Par Ludovic Milléquant (chroniqueur exclusif) - Entrepreneur
Le mois dernier, dans fidélisation partie 1, j’ai traité les enjeux de fidéliser ses collaborateurs et ce, dès l’embauche. J’aborde ici le 3e volet de la fidélisation : l’accompagnement du collaborateur, et plus particulièrement la formation et le coaching.
3) Accompagner le collaborateur
Deux enjeux majeurs se cachent derrière la nécessité d’accompagner le collaborateur : 1) améliorer son employabilité - interne, bien sûr – et, 2) développer sa loyauté et sa fidélité. Les deux leviers majeurs pour atteindre ces objectifs sont la formation et le coaching.
La formation est autant un devoir de l’employeur qu’une nécessité pour l’employé. La formation permet de développer les compétences techniques à la pratique du métier actuel du collaborateur, et aide à préparer son évolution. Il est donc nécessaire d’avoir une vision assez précise des souhaits d’évolution du collaborateur, autant que des possibilités offertes / à prévoir au sein de l’organisation (cf. EAP et 360°).
Les dispositions légales donnent obligation à l’employeur de dépenser au minimum 1,6% de sa masse salariale en formation. Pourtant, il n’est pas rare de voir un certain nombre d’entreprises dépasser de loin ce budget minimal. Par exemple, le secteur bancaire dépense en moyenne 6% de sa masse salariale à la formation. Les entreprises de haute technologie sont souvent entre 5 et 8%.
Derrière le volume budgétaire se cachent de grandes disparités.

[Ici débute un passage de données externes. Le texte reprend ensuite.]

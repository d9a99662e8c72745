//! Game state and core simulation types
//!
//! Everything a run needs lives here, so a snapshot of `GameState` is enough
//! to replay it.

use rand::SeedableRng;
use rand_pcg::Pcg32;
use serde::{Deserialize, Serialize};

use super::item::{Item, ItemKind};
use super::player::Player;
use super::pool::{Exhausted, Pool};
use super::road::Road;
use crate::consts::*;
use crate::gameover::GameOver;

/// Current phase of a run
#[derive(Debug, Clone, Copy, PartialEq, Eq, Serialize, Deserialize)]
pub enum GamePhase {
    Playing,
    /// Run ended, game-over panel shown
    GameOver,
}

/// Things that happened during a tick, for audio and HUD hooks
#[derive(Debug, Clone, Copy, PartialEq, Serialize, Deserialize)]
pub enum GameEvent {
    ItemCollected { kind: ItemKind },
    RunEnded { distance: f32 },
}

/// Complete game state (deterministic, serializable)
#[derive(Debug, Clone, Serialize, Deserialize)]
pub struct GameState {
    /// Base seed for reproducibility
    pub seed: u64,
    /// Runs started since creation (restarts)
    pub run: u32,
    pub rng: Pcg32,
    pub phase: GamePhase,
    pub player: Player,
    pub road: Road,
    pub items: Pool<Item>,
    /// Camera lateral position
    pub camera_x: f32,
    /// Metres covered this run
    pub distance: f32,
    pub time_ticks: u64,
    pub game_over: GameOver,
    /// Events since the host last drained them
    #[serde(skip)]
    pub events: Vec<GameEvent>,
    policy: Exhausted,
}

/// Seed for the `run`-th run from a base seed
fn run_seed(seed: u64, run: u32) -> u64 {
    seed.wrapping_add((run as u64).wrapping_mul(0x9E37_79B9_7F4A_7C15))
}

impl GameState {
    /// Create a new game state with the given seed
    pub fn new(seed: u64) -> Self {
        Self::with_policy(seed, Exhausted::default())
    }

    /// Create a game state whose pools use `policy` when full
    pub fn with_policy(seed: u64, policy: Exhausted) -> Self {
        Self {
            seed,
            run: 0,
            rng: Pcg32::seed_from_u64(run_seed(seed, 0)),
            phase: GamePhase::Playing,
            player: Player::new(PLAYER_Z),
            road: Road::new().with_policy(policy),
            items: Pool::new(ITEM_COUNT, |_| Item::new()).with_policy(policy),
            camera_x: 0.0,
            distance: 0.0,
            time_ticks: 0,
            game_over: GameOver::new(),
            events: Vec::new(),
            policy,
        }
    }

    /// Start the next run: fresh world, next seed in the sequence
    pub fn reset(&mut self) {
        let run = self.run + 1;
        let events = std::mem::take(&mut self.events);
        *self = Self::with_policy(self.seed, self.policy);
        self.run = run;
        self.rng = Pcg32::seed_from_u64(run_seed(self.seed, run));
        self.events = events;
        log::info!("Run {} started (seed {})", run, self.seed);
    }

    /// Place an item; returns its slot, or None if the pool refused
    pub fn spawn_item(&mut self, x: f32, y: f32, z: f32, kind: ItemKind) -> Option<usize> {
        spawn_item(&mut self.items, x, y, z, kind)
    }

    /// Take all events queued since the last call
    pub fn drain_events(&mut self) -> Vec<GameEvent> {
        std::mem::take(&mut self.events)
    }
}

pub(super) fn spawn_item(items: &mut Pool<Item>, x: f32, y: f32, z: f32, kind: ItemKind) -> Option<usize> {
    let i = items.claim()?;
    let item = items.get_mut(i)?;
    item.create_self(x, y, z, kind.id());
    Some(i)
}

#[cfg(test)]
mod tests {
    use super::*;
    use crate::sim::pool::Poolable;

    #[test]
    fn test_new_state() {
        let state = GameState::new(42);
        assert_eq!(state.phase, GamePhase::Playing);
        assert_eq!(state.items.active_count(), 0);
        assert_eq!(state.player.pos.z, PLAYER_Z);
        assert_eq!(state.road.pieces.active_count(), 16);
    }

    #[test]
    fn test_spawn_item() {
        let mut state = GameState::new(42);
        let i = state.spawn_item(0.5, ITEM_Y, 4.0, ItemKind::Rock).unwrap();
        let item = state.items.get(i).unwrap();
        assert!(item.exists());
        assert_eq!(item.kind(), Some(ItemKind::Rock));
    }

    #[test]
    fn test_drop_policy_refuses_full_pool() {
        let mut state = GameState::with_policy(1, Exhausted::Drop);
        for _ in 0..ITEM_COUNT {
            assert!(state.spawn_item(0.0, ITEM_Y, 4.0, ItemKind::Gem).is_some());
        }
        assert_eq!(state.spawn_item(0.0, ITEM_Y, 4.0, ItemKind::Gem), None);
    }

    #[test]
    fn test_reset_advances_run() {
        let mut state = GameState::new(42);
        state.distance = 50.0;
        state.phase = GamePhase::GameOver;
        state.reset();
        assert_eq!(state.run, 1);
        assert_eq!(state.distance, 0.0);
        assert_eq!(state.phase, GamePhase::Playing);
        assert_eq!(state.seed, 42);
    }

    #[test]
    fn test_state_serializes() {
        let state = GameState::new(7);
        let json = serde_json::to_string(&state).unwrap();
        let back: GameState = serde_json::from_str(&json).unwrap();
        assert_eq!(back.seed, 7);
        assert_eq!(back.road.pieces.active_count(), 16);
    }
}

Si les PME sont rapidement à des ratios budgétaires élevés, le pourcentage de personnes formées est assez faible. L’impact budgétaire des formations est évidemment plus conséquent lorsqu’on a un chiffre d’affaires peu élevé.
Il est surtout primordial de s’intéresser au potentiel de valeur ajoutée que représente l’ajout de nouvelles compétences dans l’entreprise. Choisir qui aura quelle formation est tout aussi important que le choix de la formation elle-même. Et c’est là que nous touchons du doigt la notion de fidélisation. Payer une formation à l’anglais ou à la bureautique est rapidement productif pour l’entreprise, mais ce n’est en aucun cas un facteur de fidélisation. Par contre, une formation visant à préparer un collaborateur à un futur poste donnera à ce dernier des dispositions favorables pour rester dans l’entreprise. Il pourra se projeter dans son futur poste, et développera une confiance accrue envers son management et l’entreprise dans sa globalité. Comme nous l’avons vu dans l’article précédent, la confiance réciproque est l’élément clé de la fidélisation.
Le coaching entre dans cette catégorie des méthodes d’accompagnement qui permettent de développer la confiance en soi (prise de poste, gestion de crise) autant que la confiance dans son organisation. Le coaching est en effet perçu comme une prestation à haute valeur ajoutée, et témoigne de la part de l’entreprise une volonté claire de collaboration durable.
Le coaching peut bien souvent être pris sur le budget formation, en fonction des habilitations du coach. J’attire votre attention sur les revers du phénomène « coaching ». De nombreux consultants s’auto-proclament « coach » pour surfer sur la vague du développement personnel. Il est très important de valider leurs compétences et leurs qualifications. Plusieurs organismes ont acquis une certaine renommée dans ce domaine aux contours encore mal définis. Certaines formations professionnelles sont nées de ce besoin de reconnaissance. Il est fortement conseillé de valider que le coach a suivi ce type de formations ou d’accréditation. Et plus encore, l’expérience professionnelle du coach autant que le feeling que vous aurez avec la personne sont plus que déterminants.
Le mois prochain, j’aborderai les éléments de pilotage de carrière, tels que l’Entretien Annuel de Performance ou le 360°.